Work request =
Please repeat exactly the line containing "controller goes away" and each line after it in the records below, through the last.

Information =
mod command;
mod driver;
mod runner;
mod session;

use std::time::Duration;

use tokio::io::{AsyncRead, AsyncWrite};
use tokio::net::TcpStream;
use tracing::{info, warn};

use crate::error::{AppError, AppResult, DistributedError};

pub use driver::{IdleDriver, PhaseProgress, SessionDriver};

/// How an agent process identifies itself and reaches the controller.
#[derive(Debug, Clone)]
pub struct AgentOptions {
    pub name: String,
    /// Controller agent endpoint, `host:port`.
    pub join: String,
    /// Run the agent was deployed for; routes the hello when set.
    pub run_id: Option<String>,
    /// Keep reconnecting after a run ends instead of exiting.
    pub standby: bool,
    pub reconnect_delay: Duration,
}

impl AgentOptions {
    #[must_use]
    pub fn new(name: impl Into<String>, join: impl Into<String>) -> Self {
        Self {
            name: name.into(),
            join: join.into(),
            run_id: None,
            standby: false,
            reconnect_delay: Duration::from_secs(1),
        }
    }
}

/// Runs the agent loop against a TCP controller endpoint.
///
/// # Errors
///
/// Returns an error if the agent cannot connect, register, or serve a run,
/// unless running in standby mode.
pub async fn run_agent(options: &AgentOptions, driver: &mut dyn SessionDriver) -> AppResult<()> {
    info!(
        "Agent {} starting (standby={}, reconnect={}ms)",
        options.name,
        options.standby,
        options.reconnect_delay.as_millis()
    );

    loop {
        let result = connect_and_serve(options, driver).await;
        match result {
            Ok(()) => {
                if !options.standby {
                    return Ok(());
                }
            }
            Err(err) => {
                if !options.standby {
                    return Err(err);
                }
                warn!("Agent session error: {}", err);
            }
        }
        tokio::time::sleep(options.reconnect_delay).await;
    }
}

async fn connect_and_serve(options: &AgentOptions, driver: &mut dyn SessionDriver) -> AppResult<()> {
    info!("Connecting to controller {}", options.join);
    let stream = TcpStream::connect(&options.join).await.map_err(|err| {
        AppError::distributed(DistributedError::Connection {
            addr: options.join.clone(),
            source: err,
        })
    })?;
    let address = stream
        .local_addr()
        .map(|addr| addr.to_string())
        .unwrap_or_default();
    info!("Connected to controller {}", options.join);
    session::run_agent_session(stream, address, options, driver).await
}

/// Serves one run over an already established stream, such as an in-process
/// duplex pipe.
///
/// # Errors
///
/// Returns an error if registration fails or the controller goes away
/// before resetting the agent.
pub async fn serve_agent<S>(
    stream: S,
    options: &AgentOptions,
    driver: &mut dyn SessionDriver,
) -> AppResult<()>
where
    S: AsyncRead + AsyncWrite + Send + 'static,
{
    session::run_agent_session(stream, format!("local:{}", options.name), options, driver).await
}

#[cfg(test)]
mod tests;
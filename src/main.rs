use loadfleet::error::AppResult;

fn main() -> AppResult<()> {
    loadfleet::run()
}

Task response =
/// Returns an error if registration fails or the controller goes away
/// before resetting the agent.
pub async fn serve_agent<S>(
    stream: S,
    options: &AgentOptions,
    driver: &mut dyn SessionDriver,
) -> AppResult<()>
where
    S: AsyncRead + AsyncWrite + Send + 'static,
{
    session::run_agent_session(stream, format!("local:{}", options.name), options, driver).await
}

#[cfg(test)]
mod tests;
filename src/main.rs
use loadfleet::error::AppResult;

fn main() -> AppResult<()> {
    loadfleet::run()
}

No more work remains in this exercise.